The Texas Foil: when Washington cuts wire and when it cuts deeds
Property-rights politics can flip depending on the purpose. In early 2024, the Supreme Court let federal agents cut Texas’s razor wire at the border; months later, the 5th Circuit gave Texas a win curbing federal destruction of the barrier. The point isn’t immigration, it’s consistency. If Washington can slice state-installed fencing in Eagle Pass, it can also lean hard on private ranches for “national interest” energy corridors. Landowners are right to ask who truly stands up for property rights, project by project.
What 765 kV actually means on a working ranch
- Towers & spans: 140–160 ft structures change aerial operations (helicopter mustering, wildfire response) and create permanent flight hazards.
- Right-of-way: ~200 ft of vegetation control, gate access, and utility ingress year-round; rotational grazing plans are re-drawn around a scar that never heals.
- Remainder damages: The law often undervalues “operational harm” to the rest of the property—lost efficiency, segmented water, extra labor—not just the strip of ground itself.
A fair read on Trump’s approach
There’s plenty here rural landowners can welcome. Pulling the Grain Belt loan was a clear sign this White House will question mega-financing schemes that privatize winnings and socialize risks. Demanding tighter executive accountability can keep agencies from freelancing on landowners’ backs. Those are positive signals.
But cross-examination matters, nothing in Washington’s posture on the border suggests a general retreat from using federal power to trump property when priorities demand it. That, too, should worry anyone with a deed.

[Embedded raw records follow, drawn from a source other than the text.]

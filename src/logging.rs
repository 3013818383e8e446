//! Installs the global `tracing` subscriber.
//!
//! Logging is optional. Without a subscriber the events emitted by the
//! sequences are dropped, and a failure here should be reported and then
//! ignored by the caller.

use std::fs::OpenOptions;
use std::path::PathBuf;
use std::sync::Mutex;

use thiserror::Error;

use crate::config::ConfigError;
use crate::config::LogConfig;

#[derive(Debug, Error)]
pub enum LoggingError {
    #[error(transparent)]
    Config(#[from] ConfigError),

    #[error("failed to open log file {path}: {source}")]
    Open {
        path: PathBuf,
        #[source]
        source: std::io::Error,
    },

    #[error("a global subscriber is already installed: {0}")]
    AlreadyInstalled(String),
}

/// Install a `fmt` subscriber for `config`.
pub fn init(config: &LogConfig) -> Result<(), LoggingError> {
    let level = config.level()?;
    let builder = tracing_subscriber::fmt().with_max_level(level).with_target(false);

    let installed = match &config.file {
        Some(path) => {
            let file = OpenOptions::new()
                .create(true)
                .append(true)
                .open(path)
                .map_err(|source| LoggingError::Open {
                    path: path.clone(),
                    source,
                })?;
            builder.with_ansi(false).with_writer(Mutex::new(file)).try_init()
        }
        None => builder.with_writer(std::io::stderr).try_init(),
    };

    return installed.map_err(|err| LoggingError::AlreadyInstalled(err.to_string()));
}
//! Positional lookup by cached subtree sizes.

use super::node::Node;

/// Find the element at in-order position `index`.
///
/// Returns `None` when `index >= root.size()`, before descending.
pub fn get<T>(root: &Node<T>, mut index: usize) -> Option<&T> {
    if index >= root.size() {
        return None;
    }

    let mut node = root;
    loop {
        match node {
            Node::Leaf(value) => return Some(value),
            Node::Branch { left, right, .. } => {
                let before = left.size();
                if index < before {
                    node = left.as_ref();
                } else {
                    index -= before;
                    node = right.as_ref();
                }
            }
            Node::Empty => return None,
        }
    }
}

/// Number of nodes on the longest root-to-leaf path. A leaf has height 1,
/// the empty sentinel 0.
pub fn height<T>(root: &Node<T>) -> usize {
    return match root {
        Node::Empty => 0,
        Node::Leaf(_) => 1,
        Node::Branch { left, right, .. } => 1 + height(left).max(height(right)),
    };
}

#[cfg(test)]
mod tests {
    use super::*;
    use crate::tree::build;

    #[test]
    fn finds_every_position() {
        let root = build(100..150);
        for i in 0..50 {
            assert_eq!(get(&root, i), Some(&(100 + i)));
        }
    }

    #[test]
    fn out_of_range_is_none() {
        let root = build([1, 2, 3]);
        assert_eq!(get(&root, 3), None);
        assert_eq!(get(&root, usize::MAX), None);
    }

    #[test]
    fn empty_has_nothing() {
        let root = build(Vec::<i32>::new());
        assert_eq!(get(&root, 0), None);
        assert_eq!(height(&root), 0);
    }

    #[test]
    fn height_of_small_trees() {
        assert_eq!(height(&build([1])), 1);
        assert_eq!(height(&build([1, 2])), 2);
        assert_eq!(height(&build([1, 2, 3, 4])), 3);
        assert_eq!(height(&build([1, 2, 3, 4, 5])), 4);
    }
}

The path that actually protects rural America
1) Co-locate before you condemn. Make new lines follow existing utility, pipeline, or transportation corridors wherever physically feasible; keep undisturbed pasture intact. (Mandate a documented alternatives analysis with county review.)
2) Pay for operations, not just acres. Codify “remainder damages” statewide so offers must include fences, gates, water re-plumbing, extra labor, and long-term vegetation control, not just a per-foot check. Texas ag law already teaches this; modernize it for transmission.
3) Adopt the Missouri floor nationally. For agricultural land, set a federal or model-state minimum of 150% of fair market value for any involuntary transmission easement, with automatic reversion if financing isn’t secured in seven years, because uncertainty is itself a taking.
4) Make the beneficiaries pay. If data centers drive the new load, require them to fund dedicated generation and lines (or non-wires alternatives) so rural communities aren’t stuck subsidizing private server farms. PJM and ERCOT already acknowledge data centers as the growth engine; policy should follow the physics.
5) Put agriculture on the map—literally. Require agricultural impact statements and rancher sign-off on construction/maintenance plans (gate keys, fire protocols, road repair). No plan, no permit.
Where we go next
America needs a tougher, smarter grid. Rural America needs assurance that “smarter” doesn’t always mean “straighter” across deeded land. A conservative line on public money and bureaucratic sprawl, as we’ve seen this year, can help. But for the family in the saddle staring at an orange stake, the real test is local: routes, terms, and whether anyone in power is willing to say “no” to the easy, straight line when the right line is harder to draw.
If Washington wants ranchers as partners, not plaintiffs, it can start by proving that property rights aren’t a talking point, they’re a constraint.